Repeat the whole of the data, keeping every detail the same.

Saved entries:
=-=-=-=-=
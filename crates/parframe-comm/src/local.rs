//! In-process worlds: one thread per rank, one channel per ordered pair of
//! ranks.
//!
//! The sender half of the `src -> dest` channel lives only in rank `src`'s
//! endpoint, so when that rank returns or panics every receive waiting on it
//! fails with [`CommError::Disconnected`].

use std::collections::VecDeque;
use std::thread;
use std::time::{Duration, Instant};

use crossbeam_channel::{Receiver, RecvTimeoutError, Sender};
use parking_lot::Mutex;

use crate::communicator::{check_rank, Communicator};
use crate::error::CommError;
use crate::message::{Envelope, Tag};

/// Prefix of rank thread names.
pub const RANK_THREAD_PREFIX: &str = "parframe-rank";

/// One rank's endpoint in a [`LocalWorld`].
#[derive(Debug)]
pub struct LocalCommunicator {
    rank: usize,
    /// `outboxes[dest]` feeds rank `dest`.
    outboxes: Vec<Sender<Envelope>>,
    /// `inboxes[src]` is fed only by rank `src`.
    inboxes: Vec<Receiver<Envelope>>,
    /// Messages already taken off a channel whose tag did not match yet.
    pending: Mutex<VecDeque<Envelope>>,
    receive_timeout: Option<Duration>,
}

impl LocalCommunicator {
    pub fn receive_timeout(&self) -> Option<Duration> {
        self.receive_timeout
    }

    fn take_pending(&self, src: usize, tag: Tag) -> Option<Envelope> {
        let mut pending = self.pending.lock();
        let pos = pending.iter().position(|e| e.matches(src, tag))?;
        pending.remove(pos)
    }

    fn next_envelope(&self, src: usize, tag: Tag, deadline: Option<Instant>) -> Result<Envelope, CommError> {
        let inbox = &self.inboxes[src];
        match deadline {
            None => inbox.recv().map_err(|_| CommError::Disconnected(src)),
            Some(deadline) => inbox.recv_deadline(deadline).map_err(|e| match e {
                RecvTimeoutError::Timeout => CommError::Timeout {
                    src,
                    tag,
                    timeout: self.receive_timeout.unwrap_or_default(),
                },
                RecvTimeoutError::Disconnected => CommError::Disconnected(src),
            }),
        }
    }
}

impl Communicator for LocalCommunicator {
    fn rank(&self) -> usize {
        self.rank
    }

    fn size(&self) -> usize {
        self.outboxes.len()
    }

    fn send_bytes(&self, payload: Vec<u8>, dest: usize, tag: Tag) -> Result<(), CommError> {
        check_rank(dest, self.size())?;
        tracing::trace!(src = self.rank, dest, tag, bytes = payload.len(), "send");
        self.outboxes[dest]
            .send(Envelope {
                src: self.rank,
                tag,
                payload,
            })
            .map_err(|_| CommError::Disconnected(dest))
    }

    fn receive_bytes(&self, src: usize, tag: Tag) -> Result<Vec<u8>, CommError> {
        check_rank(src, self.size())?;
        if let Some(envelope) = self.take_pending(src, tag) {
            return Ok(envelope.payload);
        }

        let deadline = self.receive_timeout.map(|t| Instant::now() + t);
        loop {
            let envelope = self.next_envelope(src, tag, deadline)?;
            if envelope.matches(src, tag) {
                tracing::trace!(rank = self.rank, src, tag, "receive");
                return Ok(envelope.payload);
            }
            self.pending.lock().push_back(envelope);
        }
    }
}

/// A set of ranks connected by channels within one process.
///
/// # Example
/// ```
/// use parframe_comm::{Communicator, LocalWorld};
///
/// let sums = LocalWorld::run(3, |comm| {
///     comm.reduce(&(comm.rank() + 1), 0, |acc, x| *acc += *x).unwrap()
/// })
/// .unwrap();
/// assert_eq!(sums, vec![Some(6), None, None]);
/// ```
#[derive(Debug, Clone, Copy)]
pub struct LocalWorld {
    size: usize,
    receive_timeout: Option<Duration>,
}

impl LocalWorld {
    pub fn new(size: usize) -> Result<Self, CommError> {
        if size == 0 {
            return Err(CommError::EmptyWorld);
        }
        Ok(Self {
            size,
            receive_timeout: None,
        })
    }

    /// Fail receives that wait longer than `timeout` instead of blocking
    /// forever.
    #[must_use]
    pub fn with_receive_timeout(mut self, timeout: Duration) -> Self {
        self.receive_timeout = Some(timeout);
        self
    }

    pub fn size(&self) -> usize {
        self.size
    }

    /// Connected endpoints, index `r` being rank `r`.
    pub fn communicators(&self) -> Vec<LocalCommunicator> {
        let n = self.size;
        let mut outboxes: Vec<Vec<Sender<Envelope>>> =
            (0..n).map(|_| Vec::with_capacity(n)).collect();
        let mut inboxes: Vec<Vec<Receiver<Envelope>>> =
            (0..n).map(|_| Vec::with_capacity(n)).collect();
        // Filled in (src, dest) order, so `outboxes[src][dest]` and
        // `inboxes[dest][src]` land at the right index.
        for src_outboxes in &mut outboxes {
            for dest_inboxes in &mut inboxes {
                let (tx, rx) = crossbeam_channel::unbounded();
                src_outboxes.push(tx);
                dest_inboxes.push(rx);
            }
        }

        outboxes
            .into_iter()
            .zip(inboxes)
            .enumerate()
            .map(|(rank, (outboxes, inboxes))| LocalCommunicator {
                rank,
                outboxes,
                inboxes,
                pending: Mutex::new(VecDeque::new()),
                receive_timeout: self.receive_timeout,
            })
            .collect()
    }

    /// Run `f` once per rank, each on its own named thread, and collect the
    /// outputs in rank order.
    pub fn launch<R, F>(&self, f: F) -> Result<Vec<R>, CommError>
    where
        R: Send,
        F: Fn(&LocalCommunicator) -> R + Sync,
    {
        tracing::debug!(ranks = self.size, "launching local world");
        let f = &f;
        thread::scope(|scope| {
            let mut handles = Vec::with_capacity(self.size);
            for comm in self.communicators() {
                let rank = comm.rank;
                let handle = thread::Builder::new()
                    .name(format!("{RANK_THREAD_PREFIX}-{rank}"))
                    .spawn_scoped(scope, move || f(&comm))
                    .map_err(|e| CommError::Spawn {
                        rank,
                        reason: e.to_string(),
                    })?;
                handles.push(handle);
            }
            handles
                .into_iter()
                .enumerate()
                .map(|(rank, h)| h.join().map_err(|_| CommError::RankPanicked(rank)))
                .collect()
        })
    }

    /// Shorthand for `LocalWorld::new(n_ranks)?.launch(f)`.
    pub fn run<R, F>(n_ranks: usize, f: F) -> Result<Vec<R>, CommError>
    where
        R: Send,
        F: Fn(&LocalCommunicator) -> R + Sync,
    {
        Self::new(n_ranks)?.launch(f)
    }
}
=-=-=-=-=
• **TASK OUTPUT**:
filename crates/parframe-comm/src/local.rs
//! In-process worlds: one thread per rank, one channel per ordered pair of
//! ranks.
//!
//! The sender half of the `src -> dest` channel lives only in rank `src`'s
//! endpoint, so when that rank returns or panics every receive waiting on it
//! fails with [`CommError::Disconnected`].

use std::collections::VecDeque;
use std::thread;
use std::time::{Duration, Instant};

use crossbeam_channel::{Receiver, RecvTimeoutError, Sender};
use parking_lot::Mutex;

use crate::communicator::{check_rank, Communicator};
use crate::error::CommError;
use crate::message::{Envelope, Tag};

/// Prefix of rank thread names.
pub const RANK_THREAD_PREFIX: &str = "parframe-rank";

/// One rank's endpoint in a [`LocalWorld`].
#[derive(Debug)]
pub struct LocalCommunicator {
    rank: usize,
    /// `outboxes[dest]` feeds rank `dest`.
    outboxes: Vec<Sender<Envelope>>,
    /// `inboxes[src]` is fed only by rank `src`.
    inboxes: Vec<Receiver<Envelope>>,
    /// Messages already taken off a channel whose tag did not match yet.
    pending: Mutex<VecDeque<Envelope>>,
    receive_timeout: Option<Duration>,
}

impl LocalCommunicator {
    pub fn receive_timeout(&self) -> Option<Duration> {
        self.receive_timeout
    }

    fn take_pending(&self, src: usize, tag: Tag) -> Option<Envelope> {
        let mut pending = self.pending.lock();
        let pos = pending.iter().position(|e| e.matches(src, tag))?;
        pending.remove(pos)
    }

    fn next_envelope(&self, src: usize, tag: Tag, deadline: Option<Instant>) -> Result<Envelope, CommError> {
        let inbox = &self.inboxes[src];
        match deadline {
            None => inbox.recv().map_err(|_| CommError::Disconnected(src)),
            Some(deadline) => inbox.recv_deadline(deadline).map_err(|e| match e {
                RecvTimeoutError::Timeout => CommError::Timeout {
                    src,
                    tag,
                    timeout: self.receive_timeout.unwrap_or_default(),
                },
                RecvTimeoutError::Disconnected => CommError::Disconnected(src),
            }),
        }
    }
}

impl Communicator for LocalCommunicator {
    fn rank(&self) -> usize {
        self.rank
    }

    fn size(&self) -> usize {
        self.outboxes.len()
    }

    fn send_bytes(&self, payload: Vec<u8>, dest: usize, tag: Tag) -> Result<(), CommError> {
        check_rank(dest, self.size())?;
        tracing::trace!(src = self.rank, dest, tag, bytes = payload.len(), "send");
        self.outboxes[dest]
            .send(Envelope {
                src: self.rank,
                tag,
                payload,
            })
            .map_err(|_| CommError::Disconnected(dest))
    }

    fn receive_bytes(&self, src: usize, tag: Tag) -> Result<Vec<u8>, CommError> {
        check_rank(src, self.size())?;
        if let Some(envelope) = self.take_pending(src, tag) {
            return Ok(envelope.payload);
        }

        let deadline = self.receive_timeout.map(|t| Instant::now() + t);
        loop {
            let envelope = self.next_envelope(src, tag, deadline)?;
            if envelope.matches(src, tag) {
                tracing::trace!(rank = self.rank, src, tag, "receive");
                return Ok(envelope.payload);
            }
            self.pending.lock().push_back(envelope);
        }
    }
}

/// A set of ranks connected by channels within one process.
///
/// # Example
/// ```
/// use parframe_comm::{Communicator, LocalWorld};
///
/// let sums = LocalWorld::run(3, |comm| {
///     comm.reduce(&(comm.rank() + 1), 0, |acc, x| *acc += *x).unwrap()
/// })
/// .unwrap();
/// assert_eq!(sums, vec![Some(6), None, None]);
/// ```
#[derive(Debug, Clone, Copy)]
pub struct LocalWorld {
    size: usize,
    receive_timeout: Option<Duration>,
}

impl LocalWorld {
    pub fn new(size: usize) -> Result<Self, CommError> {
        if size == 0 {
            return Err(CommError::EmptyWorld);
        }
        Ok(Self {
            size,
            receive_timeout: None,
        })
    }

    /// Fail receives that wait longer than `timeout` instead of blocking
    /// forever.
    #[must_use]
    pub fn with_receive_timeout(mut self, timeout: Duration) -> Self {
        self.receive_timeout = Some(timeout);
        self
    }

    pub fn size(&self) -> usize {
        self.size
    }

    /// Connected endpoints, index `r` being rank `r`.
    pub fn communicators(&self) -> Vec<LocalCommunicator> {
        let n = self.size;
        let mut outboxes: Vec<Vec<Sender<Envelope>>> =
            (0..n).map(|_| Vec::with_capacity(n)).collect();
        let mut inboxes: Vec<Vec<Receiver<Envelope>>> =
            (0..n).map(|_| Vec::with_capacity(n)).collect();
        // Filled in (src, dest) order, so `outboxes[src][dest]` and
        // `inboxes[dest][src]` land at the right index.
        for src_outboxes in &mut outboxes {
            for dest_inboxes in &mut inboxes {
                let (tx, rx) = crossbeam_channel::unbounded();
                src_outboxes.push(tx);
                dest_inboxes.push(rx);
            }
        }

        outboxes
            .into_iter()
            .zip(inboxes)
            .enumerate()
            .map(|(rank, (outboxes, inboxes))| LocalCommunicator {
                rank,
                outboxes,
                inboxes,
                pending: Mutex::new(VecDeque::new()),
                receive_timeout: self.receive_timeout,
            })
            .collect()
    }

    /// Run `f` once per rank, each on its own named thread, and collect the
    /// outputs in rank order.
    pub fn launch<R, F>(&self, f: F) -> Result<Vec<R>, CommError>
    where
        R: Send,
        F: Fn(&LocalCommunicator) -> R + Sync,
    {
        tracing::debug!(ranks = self.size, "launching local world");
        let f = &f;
        thread::scope(|scope| {
            let mut handles = Vec::with_capacity(self.size);
            for comm in self.communicators() {
                let rank = comm.rank;
                let handle = thread::Builder::new()
                    .name(format!("{RANK_THREAD_PREFIX}-{rank}"))
                    .spawn_scoped(scope, move || f(&comm))
                    .map_err(|e| CommError::Spawn {
                        rank,
                        reason: e.to_string(),
                    })?;
                handles.push(handle);
            }
            handles
                .into_iter()
                .enumerate()
                .map(|(rank, h)| h.join().map_err(|_| CommError::RankPanicked(rank)))
                .collect()
        })
    }

    /// Shorthand for `LocalWorld::new(n_ranks)?.launch(f)`.
    pub fn run<R, F>(n_ranks: usize, f: F) -> Result<Vec<R>, CommError>
    where
        R: Send,
        F: Fn(&LocalCommunicator) -> R + Sync,
    {
        Self::new(n_ranks)?.launch(f)
    }
}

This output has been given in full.